QL9

Cell experiment:

Wild type 2C and high affinity 2C T cell transfectants m67 and m6 are incubated with Kb- or Ld-positive cells and various concentrations of peptide SIY and QL9 alanine variants. T cell activation is measured by assaying for levels of IL-2 release. Briefly, T cell transfectants (7.5×104) are incubated with T2-Kb (7.5×104) or T2-Ld (7.5×104) along with various concentrations of peptide for 20-24 h at 37 °C and 5% CO2. Supernatant is harvested, and levels of IL-2 are measured in an enzyme-linked immunosorbent assay type format.

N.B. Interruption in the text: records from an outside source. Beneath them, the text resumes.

//! Collision detection between the actor, obstacles and pickups
//!
//! Everything is axis-aligned. An obstacle is only dangerous while it
//! overlaps the actor horizontally, and then only if the actor's vertical
//! span is not fully inside the gap. Ground and ceiling are handled by the
//! actor's own boundary check.

use super::obstacles::Obstacle;
use super::powerups::PowerUp;
use super::rect::Rect;

/// Check the actor box against one obstacle
///
/// Breached obstacles (already absorbed by a shield) never collide.
pub fn actor_obstacle_collision(actor: &Rect, obstacle: &Obstacle) -> bool {
    if obstacle.breached || !actor.overlaps_x(obstacle.x, obstacle.right()) {
        return false;
    }
    !actor.within_vertical(obstacle.gap_top(), obstacle.gap_bottom())
}

/// Index of the first obstacle (in spawn order) the actor collides with
pub fn first_obstacle_hit(actor: &Rect, obstacles: &[Obstacle]) -> Option<usize> {
    obstacles
        .iter()
        .position(|obstacle| actor_obstacle_collision(actor, obstacle))
}

/// Mark every uncollected pickup the actor overlaps as collected
///
/// Returns a copy of each newly collected pickup. Already collected
/// pickups are skipped, so a pickup can be collected only once.
pub fn collect_pickups(actor: &Rect, powerups: &mut [PowerUp]) -> Vec<PowerUp> {
    let mut collected = Vec::new();
    for powerup in powerups.iter_mut() {
        if !powerup.collected && actor.overlaps(&powerup.bounds()) {
            powerup.collected = true;
            collected.push(powerup.clone());
        }
    }
    collected
}
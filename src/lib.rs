//! Flappy Core - deterministic simulation for a side-scrolling flap game
//!
//! Core modules:
//! - `sim`: Deterministic simulation (physics, obstacles, collisions, power-ups, score)
//! - `tuning`: Data-driven game balance
//! - `settings`: Presentation preferences (particle budget)
//! - `persistence`: Best score and achievement storage contract
//! - `session`: Host glue tying a run to its progress store

pub mod error;
pub mod persistence;
pub mod session;
pub mod settings;
pub mod sim;
pub mod tuning;

pub use error::{Error, Result};
pub use session::Session;
pub use settings::{QualityPreset, Settings};
pub use tuning::Tuning;

/// Default world constants (screen space, y grows downward, units per tick)
pub mod consts {
    /// Playfield dimensions
    pub const SCREEN_WIDTH: f32 = 480.0;
    pub const SCREEN_HEIGHT: f32 = 640.0;
    /// Height of the ground strip at the bottom of the screen
    pub const GROUND_HEIGHT: f32 = 80.0;

    /// Actor defaults - x never changes during a run
    pub const ACTOR_X: f32 = 96.0;
    pub const ACTOR_WIDTH: f32 = 34.0;
    pub const ACTOR_HEIGHT: f32 = 24.0;

    /// Downward acceleration per tick
    pub const GRAVITY: f32 = 0.45;
    /// Velocity set by a flap (replaces current velocity)
    pub const FLAP_IMPULSE: f32 = -7.5;
    /// Visual tilt per unit of vertical velocity (radians)
    pub const ROTATION_SCALE: f32 = 0.08;
    pub const ROTATION_MIN: f32 = -0.45;
    pub const ROTATION_MAX: f32 = std::f32::consts::FRAC_PI_2;

    /// Obstacle defaults
    pub const OBSTACLE_WIDTH: f32 = 64.0;
    /// Horizontal distance between consecutive obstacles
    pub const SPAWN_INTERVAL: f32 = 220.0;
    /// Minimum clearance between a gap and the ceiling/ground
    pub const GAP_MARGIN: f32 = 48.0;

    /// Difficulty curve: speed rises, gap shrinks, both clamped
    pub const BASE_SPEED: f32 = 2.5;
    pub const SPEED_PER_LEVEL: f32 = 0.35;
    pub const MAX_SPEED: f32 = 6.0;
    pub const BASE_GAP: f32 = 170.0;
    pub const GAP_PER_LEVEL: f32 = 8.0;
    pub const MIN_GAP: f32 = 110.0;
    /// Score points per difficulty level
    pub const POINTS_PER_LEVEL: u64 = 10;

    /// Power-up defaults
    pub const POWERUP_CHANCE: f64 = 0.004;
    pub const POWERUP_SIZE: f32 = 24.0;
    /// Horizontal offset past the obstacle's right edge
    pub const POWERUP_OFFSET: f32 = 80.0;
    /// Effect duration in ticks (10 seconds at 60 Hz)
    pub const EFFECT_DURATION_TICKS: u32 = 600;
    /// Speed/gravity multiplier while SlowTime is active
    pub const SLOW_TIME_FACTOR: f32 = 0.6;

    /// Particle defaults
    pub const PARTICLE_BATCH: usize = 12;
    pub const PARTICLE_LIFE_TICKS: u32 = 36;
    pub const PARTICLE_GRAVITY: f32 = 0.15;
    pub const PARTICLE_SPEED: f32 = 3.0;
}
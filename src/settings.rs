//! Presentation preferences
//!
//! Settings never change gameplay. They only bound cosmetic work such as the
//! number of live particles handed to the renderer.

use serde::{Deserialize, Serialize};

/// Quality preset levels
#[derive(Debug, Clone, Copy, PartialEq, Eq, Serialize, Deserialize, Default)]
pub enum QualityPreset {
    Low,
    #[default]
    Medium,
    High,
}

impl QualityPreset {
    pub fn as_str(&self) -> &'static str {
        match self {
            QualityPreset::Low => "Low",
            QualityPreset::Medium => "Medium",
            QualityPreset::High => "High",
        }
    }

    pub fn from_str(s: &str) -> Option<Self> {
        match s.to_lowercase().as_str() {
            "low" => Some(QualityPreset::Low),
            "medium" | "med" => Some(QualityPreset::Medium),
            "high" => Some(QualityPreset::High),
            _ => None,
        }
    }

    /// Maximum live particles for this preset
    pub fn max_particles(&self) -> usize {
        match self {
            QualityPreset::Low => 48,
            QualityPreset::Medium => 160,
            QualityPreset::High => 512,
        }
    }
}

/// Player-facing preferences
#[derive(Debug, Clone, Serialize, Deserialize)]
pub struct Settings {
    /// Graphics quality preset
    pub quality: QualityPreset,
    /// Particle effects (flap puffs, score sparks, crash burst)
    pub particles: bool,
}

impl Default for Settings {
    fn default() -> Self {
        Self {
            quality: QualityPreset::Medium,
            particles: true,
        }
    }
}

impl Settings {
    /// Create settings from a quality preset
    pub fn from_preset(preset: QualityPreset) -> Self {
        Self {
            quality: preset,
            ..Self::default()
        }
    }

    /// Effective particle count cap
    pub fn max_particles(&self) -> usize {
        if !self.particles {
            0
        } else {
            self.quality.max_particles()
        }
    }
}
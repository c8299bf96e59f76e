//! Power-up pickups and the active effect set
//!
//! Pickups spawn just past the newest obstacle's gap, scroll with the
//! obstacles and grant a timed effect when collected. Effects of different
//! kinds apply independently; collecting an active kind again refreshes its
//! timer to the full duration instead of stacking.

use glam::Vec2;
use rand::Rng;
use serde::{Deserialize, Serialize};

use super::obstacles::Obstacle;
use super::rect::Rect;
use crate::tuning::Tuning;

/// Power-up types
#[derive(Debug, Clone, Copy, PartialEq, Eq, Hash, Serialize, Deserialize)]
pub enum PowerUpKind {
    /// Absorbs the next fatal collision
    Shield,
    /// Scales obstacle speed and gravity down
    SlowTime,
    /// Doubles points per cleared obstacle
    DoublePoints,
}

impl PowerUpKind {
    pub const ALL: [PowerUpKind; 3] = [
        PowerUpKind::Shield,
        PowerUpKind::SlowTime,
        PowerUpKind::DoublePoints,
    ];

    /// Uniformly random kind
    pub fn random<R: Rng>(rng: &mut R) -> Self {
        Self::ALL[rng.random_range(0..Self::ALL.len())]
    }
}

/// A collectible pickup
#[derive(Debug, Clone, PartialEq, Serialize, Deserialize)]
pub struct PowerUp {
    pub id: u32,
    pub kind: PowerUpKind,
    /// Top-left corner
    pub pos: Vec2,
    pub size: f32,
    pub collected: bool,
    /// Effect duration granted on collection
    pub duration_ticks: u32,
}

impl PowerUp {
    #[inline]
    pub fn bounds(&self) -> Rect {
        Rect {
            min: self.pos,
            size: Vec2::splat(self.size),
        }
    }

    pub fn center(&self) -> Vec2 {
        self.pos + Vec2::splat(self.size * 0.5)
    }
}

/// Active power-up effects (0 ticks = inactive)
#[derive(Debug, Clone, Default, PartialEq, Eq, Serialize, Deserialize)]
pub struct ActiveEffects {
    pub shield_ticks: u32,
    pub slow_ticks: u32,
    pub double_ticks: u32,
}

impl ActiveEffects {
    fn slot_mut(&mut self, kind: PowerUpKind) -> &mut u32 {
        match kind {
            PowerUpKind::Shield => &mut self.shield_ticks,
            PowerUpKind::SlowTime => &mut self.slow_ticks,
            PowerUpKind::DoublePoints => &mut self.double_ticks,
        }
    }

    pub fn remaining(&self, kind: PowerUpKind) -> u32 {
        match kind {
            PowerUpKind::Shield => self.shield_ticks,
            PowerUpKind::SlowTime => self.slow_ticks,
            PowerUpKind::DoublePoints => self.double_ticks,
        }
    }

    #[inline]
    pub fn is_active(&self, kind: PowerUpKind) -> bool {
        self.remaining(kind) > 0
    }

    /// Apply or refresh an effect to the full duration
    pub fn activate(&mut self, kind: PowerUpKind, duration_ticks: u32) {
        *self.slot_mut(kind) = duration_ticks;
    }

    /// Remove an effect early; returns whether it was active
    pub fn consume(&mut self, kind: PowerUpKind) -> bool {
        let slot = self.slot_mut(kind);
        let was_active = *slot > 0;
        *slot = 0;
        was_active
    }

    /// Count every active effect down by one tick; expired ones drop out
    pub fn decay(&mut self) {
        self.shield_ticks = self.shield_ticks.saturating_sub(1);
        self.slow_ticks = self.slow_ticks.saturating_sub(1);
        self.double_ticks = self.double_ticks.saturating_sub(1);
    }

    /// Active kinds with remaining ticks, in declaration order
    pub fn active(&self) -> Vec<(PowerUpKind, u32)> {
        PowerUpKind::ALL
            .iter()
            .map(|&kind| (kind, self.remaining(kind)))
            .filter(|&(_, ticks)| ticks > 0)
            .collect()
    }

    pub fn all_active(&self) -> bool {
        PowerUpKind::ALL.iter().all(|&kind| self.is_active(kind))
    }

    /// Multiplier for obstacle speed and gravity
    pub fn time_scale(&self, tuning: &Tuning) -> f32 {
        if self.is_active(PowerUpKind::SlowTime) {
            tuning.slow_time_factor
        } else {
            1.0
        }
    }
}

/// Roll for a pickup this tick; returns the kind to spawn
///
/// Consumes one chance roll from `rng` per call so the stream stays aligned
/// with the tick count while obstacles exist.
pub fn roll_spawn<R: Rng>(tuning: &Tuning, rng: &mut R) -> Option<PowerUpKind> {
    if !rng.random_bool(tuning.powerup_chance) {
        return None;
    }
    Some(PowerUpKind::random(rng))
}

/// Place a pickup just past the newest obstacle, centred on its gap
pub fn place_powerup(id: u32, kind: PowerUpKind, newest: &Obstacle, tuning: &Tuning) -> PowerUp {
    let size = tuning.powerup_size;
    PowerUp {
        id,
        kind,
        pos: Vec2::new(
            newest.right() + tuning.powerup_offset,
            newest.gap_center - size / 2.0,
        ),
        size,
        collected: false,
        duration_ticks: tuning.effect_duration_ticks,
    }
}

/// Scroll uncollected pickups and sweep collected or off-screen ones
pub fn advance_powerups(powerups: &mut Vec<PowerUp>, speed: f32) {
    for powerup in powerups.iter_mut().filter(|p| !p.collected) {
        powerup.pos.x -= speed;
    }
    powerups.retain(|p| !p.collected && p.bounds().right() >= 0.0);
}

#[cfg(test)]
mod tests {
    use super::*;
    use rand::SeedableRng;
    use rand_pcg::Pcg32;

    #[test]
    fn test_refresh_does_not_stack() {
        let mut effects = ActiveEffects::default();
        effects.activate(PowerUpKind::DoublePoints, 600);
        for _ in 0..100 {
            effects.decay();
        }
        assert_eq!(effects.remaining(PowerUpKind::DoublePoints), 500);

        effects.activate(PowerUpKind::DoublePoints, 600);
        assert_eq!(effects.remaining(PowerUpKind::DoublePoints), 600);
    }

    #[test]
    fn test_effects_compose_independently() {
        let mut effects = ActiveEffects::default();
        effects.activate(PowerUpKind::Shield, 3);
        effects.activate(PowerUpKind::SlowTime, 5);
        assert_eq!(effects.active().len(), 2);

        for _ in 0..3 {
            effects.decay();
        }
        assert!(!effects.is_active(PowerUpKind::Shield));
        assert!(effects.is_active(PowerUpKind::SlowTime));
        assert_eq!(effects.active(), vec![(PowerUpKind::SlowTime, 2)]);
    }

    #[test]
    fn test_consume_removes_early() {
        let mut effects = ActiveEffects::default();
        effects.activate(PowerUpKind::Shield, 600);
        assert!(effects.consume(PowerUpKind::Shield));
        assert!(!effects.is_active(PowerUpKind::Shield));
        assert!(!effects.consume(PowerUpKind::Shield));
    }

    #[test]
    fn test_time_scale() {
        let tuning = Tuning::default();
        let mut effects = ActiveEffects::default();
        assert_eq!(effects.time_scale(&tuning), 1.0);
        effects.activate(PowerUpKind::SlowTime, 10);
        assert_eq!(effects.time_scale(&tuning), tuning.slow_time_factor);
    }

    #[test]
    fn test_spawn_behind_gap() {
        let tuning = Tuning::default();
        let newest = Obstacle {
            id: 1,
            x: 400.0,
            width: 64.0,
            gap_center: 250.0,
            gap_height: 150.0,
            scored: false,
            breached: false,
        };
        let p = place_powerup(2, PowerUpKind::Shield, &newest, &tuning);
        assert_eq!(p.pos.x, newest.right() + tuning.powerup_offset);
        assert_eq!(p.center().y, newest.gap_center);
        assert_eq!(p.duration_ticks, tuning.effect_duration_ticks);
        assert!(!p.collected);
    }

    #[test]
    fn test_roll_extremes() {
        let never = Tuning {
            powerup_chance: 0.0,
            ..Tuning::default()
        };
        let always = Tuning {
            powerup_chance: 1.0,
            ..Tuning::default()
        };
        let mut rng = Pcg32::seed_from_u64(3);
        assert!((0..1000).all(|_| roll_spawn(&never, &mut rng).is_none()));
        assert!((0..1000).all(|_| roll_spawn(&always, &mut rng).is_some()));
    }

    #[test]
    fn test_every_kind_appears() {
        let mut rng = Pcg32::seed_from_u64(9);
        let kinds: Vec<PowerUpKind> = (0..300).map(|_| PowerUpKind::random(&mut rng)).collect();
        for kind in PowerUpKind::ALL {
            assert!(kinds.contains(&kind));
        }
    }

    #[test]
    fn test_advance_sweeps() {
        let mut powerups = vec![
            PowerUp {
                id: 1,
                kind: PowerUpKind::Shield,
                pos: Vec2::new(-20.0, 100.0),
                size: 24.0,
                collected: false,
                duration_ticks: 600,
            },
            PowerUp {
                id: 2,
                kind: PowerUpKind::SlowTime,
                pos: Vec2::new(200.0, 100.0),
                size: 24.0,
                collected: true,
                duration_ticks: 600,
            },
            PowerUp {
                id: 3,
                kind: PowerUpKind::DoublePoints,
                pos: Vec2::new(300.0, 100.0),
                size: 24.0,
                collected: false,
                duration_ticks: 600,
            },
        ];
        advance_powerups(&mut powerups, 5.0);
        assert_eq!(powerups.len(), 1);
        assert_eq!(powerups[0].id, 3);
        assert_eq!(powerups[0].pos.x, 295.0);
    }
}
//! Axis-aligned rectangle geometry
//!
//! Screen space with y growing downward: `top` is the smaller y.

use glam::Vec2;
use serde::{Deserialize, Serialize};

/// An axis-aligned bounding box
#[derive(Debug, Clone, Copy, PartialEq, Serialize, Deserialize)]
pub struct Rect {
    /// Top-left corner
    pub min: Vec2,
    /// Width and height
    pub size: Vec2,
}

impl Rect {
    pub fn new(x: f32, y: f32, width: f32, height: f32) -> Self {
        Self {
            min: Vec2::new(x, y),
            size: Vec2::new(width, height),
        }
    }

    #[inline]
    pub fn left(&self) -> f32 {
        self.min.x
    }

    #[inline]
    pub fn right(&self) -> f32 {
        self.min.x + self.size.x
    }

    #[inline]
    pub fn top(&self) -> f32 {
        self.min.y
    }

    #[inline]
    pub fn bottom(&self) -> f32 {
        self.min.y + self.size.y
    }

    pub fn center(&self) -> Vec2 {
        self.min + self.size * 0.5
    }

    /// Strict overlap on the x axis (touching edges do not count)
    #[inline]
    pub fn overlaps_x(&self, left: f32, right: f32) -> bool {
        self.left() < right && self.right() > left
    }

    /// Strict overlap on both axes
    pub fn overlaps(&self, other: &Rect) -> bool {
        self.overlaps_x(other.left(), other.right())
            && self.top() < other.bottom()
            && self.bottom() > other.top()
    }

    /// Whether the vertical span [top, bottom] fits inside [lo, hi]
    pub fn within_vertical(&self, lo: f32, hi: f32) -> bool {
        self.top() >= lo && self.bottom() <= hi
    }
}
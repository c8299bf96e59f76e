//! Host-facing session glue
//!
//! A [`Session`] owns one [`GameState`] and a [`ProgressStore`]. It reads
//! stored progress once when a run begins and writes back only what changed:
//! a new best at game over and newly unlocked achievements.

use crate::persistence::ProgressStore;
use crate::settings::Settings;
use crate::sim::{Frame, GameEvent, GameState, SimulationState, Snapshot, TickInput, frame};
use crate::tuning::Tuning;

/// A simulation bound to its progress store
pub struct Session<S: ProgressStore> {
    state: GameState,
    store: S,
    /// Progress read at construction that the first run has not used yet
    preloaded: bool,
}

impl<S: ProgressStore> Session<S> {
    pub fn new(seed: u64, tuning: Tuning, settings: &Settings, store: S) -> Self {
        let mut state = GameState::with_settings(seed, tuning, settings);
        let progress = store.load();
        state.merge_progress(progress.best_score, progress.achievements);
        Self {
            state,
            store,
            preloaded: true,
        }
    }

    pub fn state(&self) -> &GameState {
        &self.state
    }

    pub fn store(&self) -> &S {
        &self.store
    }

    pub fn phase(&self) -> SimulationState {
        self.state.phase()
    }

    pub fn snapshot(&self) -> Snapshot {
        self.state.snapshot()
    }

    /// Start -> Playing
    pub fn start(&mut self) -> bool {
        if self.phase() != SimulationState::Start {
            return false;
        }
        self.refresh_progress();
        self.state.start()
    }

    /// GameOver -> Playing
    pub fn restart(&mut self) -> bool {
        if self.phase() != SimulationState::GameOver {
            return false;
        }
        self.refresh_progress();
        self.state.restart()
    }

    pub fn pause(&mut self) -> bool {
        self.state.pause()
    }

    pub fn resume(&mut self) -> bool {
        self.state.resume()
    }

    pub fn flap(&mut self) -> bool {
        self.state.flap()
    }

    /// Run one frame and persist whatever it improved
    ///
    /// Events from direct commands issued since the last frame are included
    /// in the returned frame ahead of the tick's own events.
    pub fn frame(&mut self, input: &TickInput) -> Frame {
        if input.start
            && matches!(
                self.phase(),
                SimulationState::Start | SimulationState::GameOver
            )
        {
            self.refresh_progress();
        }
        let out = frame(&mut self.state, input);
        for event in &out.events {
            self.persist(event);
        }
        out
    }

    /// Read the store once per run; the first run reuses the construction read
    fn refresh_progress(&mut self) {
        if std::mem::take(&mut self.preloaded) {
            return;
        }
        let progress = self.store.load();
        self.state
            .merge_progress(progress.best_score, progress.achievements);
    }

    fn persist(&mut self, event: &GameEvent) {
        let result = match event {
            GameEvent::NewBest { score } => self.store.save_best(*score),
            GameEvent::AchievementUnlocked(flag) => self.store.save_achievements(*flag),
            _ => return,
        };
        if let Err(e) = result {
            log::warn!("Failed to persist progress: {}", e);
        }
    }
}

#[cfg(test)]
mod tests {
    use super::*;
    use crate::persistence::{JsonFileStore, MemoryStore, Progress};
    use crate::sim::Achievements;
    use tempfile::TempDir;

    fn crash(session: &mut Session<impl ProgressStore>) -> Frame {
        let ground = session.state.tuning.ground_level();
        session.state.actor.pos.y = ground;
        session.frame(&TickInput::default())
    }

    fn start_input() -> TickInput {
        TickInput {
            start: true,
            ..Default::default()
        }
    }

    #[test]
    fn test_loads_stored_best() {
        let store = MemoryStore::with_progress(Progress {
            best_score: 40,
            achievements: Achievements::TEN,
        });
        let session = Session::new(1, Tuning::default(), &Settings::default(), store);
        let snap = session.snapshot();
        assert_eq!(snap.best_score, 40);
        assert!(snap.achievements.contains(Achievements::TEN));
    }

    #[test]
    fn test_no_write_when_best_not_exceeded() {
        let store = MemoryStore::with_progress(Progress {
            best_score: 40,
            ..Progress::default()
        });
        let mut session = Session::new(1, Tuning::default(), &Settings::default(), store);
        session.frame(&start_input());
        let out = crash(&mut session);
        assert_eq!(out.snapshot.phase, SimulationState::GameOver);
        assert_eq!(session.store().writes(), 0);
        assert_eq!(session.store().load().best_score, 40);
    }

    #[test]
    fn test_new_best_written_once() {
        let mut session = Session::new(1, Tuning::default(), &Settings::default(), MemoryStore::new());
        assert!(session.start());
        for _ in 0..3 {
            session.state.score.award_clearance(false);
        }
        let out = crash(&mut session);
        assert!(out.events.contains(&GameEvent::NewBest { score: 3 }));
        assert_eq!(session.store().load().best_score, 3);
        assert_eq!(session.store().writes(), 1);
    }

    #[test]
    fn test_achievement_persisted() {
        let mut session = Session::new(1, Tuning::default(), &Settings::default(), MemoryStore::new());
        session.start();
        session.state.score.award_clearance(false);
        let out = session.frame(&TickInput::default());
        assert!(out
            .events
            .contains(&GameEvent::AchievementUnlocked(Achievements::FIRST_POINT)));
        assert!(session
            .store()
            .load()
            .achievements
            .contains(Achievements::FIRST_POINT));
    }

    #[test]
    fn test_restart_rereads_store() {
        let mut session = Session::new(1, Tuning::default(), &Settings::default(), MemoryStore::new());
        session.start();
        crash(&mut session);
        assert!(!session.start());

        session.store.save_best(99).unwrap();
        assert!(session.restart());
        assert_eq!(session.snapshot().best_score, 99);
        assert_eq!(session.snapshot().score, 0);
    }

    /// Memory store that counts reads
    #[derive(Default)]
    struct CountingStore {
        inner: MemoryStore,
        loads: std::cell::Cell<usize>,
    }

    impl ProgressStore for CountingStore {
        fn load(&self) -> Progress {
            self.loads.set(self.loads.get() + 1);
            self.inner.load()
        }

        fn save_best(&mut self, best_score: u64) -> crate::Result<()> {
            self.inner.save_best(best_score)
        }

        fn save_achievements(&mut self, achievements: Achievements) -> crate::Result<()> {
            self.inner.save_achievements(achievements)
        }
    }

    #[test]
    fn test_store_read_once_per_run() {
        let mut session = Session::new(1, Tuning::default(), &Settings::default(), CountingStore::default());
        session.frame(&start_input());
        session.frame(&TickInput::default());
        assert_eq!(session.store().loads.get(), 1);

        crash(&mut session);
        session.frame(&start_input());
        assert_eq!(session.phase(), SimulationState::Playing);
        assert_eq!(session.store().loads.get(), 2);

        crash(&mut session);
        assert!(session.restart());
        assert_eq!(session.store().loads.get(), 3);
    }

    #[test]
    fn test_file_store_round_trip() {
        let dir = TempDir::new().unwrap();
        let path = dir.path().join("progress.json");
        std::fs::write(&path, "not json").unwrap();

        let store = JsonFileStore::new(&path);
        let mut session = Session::new(5, Tuning::default(), &Settings::default(), store);
        assert_eq!(session.snapshot().best_score, 0);

        session.frame(&start_input());
        session.state.score.award_clearance(true);
        crash(&mut session);

        let reopened = JsonFileStore::new(&path);
        assert_eq!(reopened.load().best_score, 2);
    }
}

Results are plotted as percentage of maximal IL-2 release=((A450 (sample)-A450(no peptide))/(Max A450(sample)-A450(no peptide)))×100; signal obtained from no peptide is similar to that obtained for the null peptides MCMV or OVA. Binding curves are generated in GraphPad Prism by plotting the percentage of maximal IL-2 release against peptide concentration. The concentrations of peptide yielding 50% maximal IL-2 release (SD50) are calculated using non-linear regression (sigmoidal fitting; GraphPad Prism) of the activation curves[2].

References:

[1]. Speir JA, et al. Structural basis of 2C TCR allorecognition of H-2Ld peptide complexes. Immunity. 1998 May;8(5):553-62.
[2]. Bowerman NA, et al. Different strategies adopted by K(b) and L(d) to generate T cell specificity directed against their respective bound peptides. J Biol Chem. 2009 Nov 20;284(47):32551-61.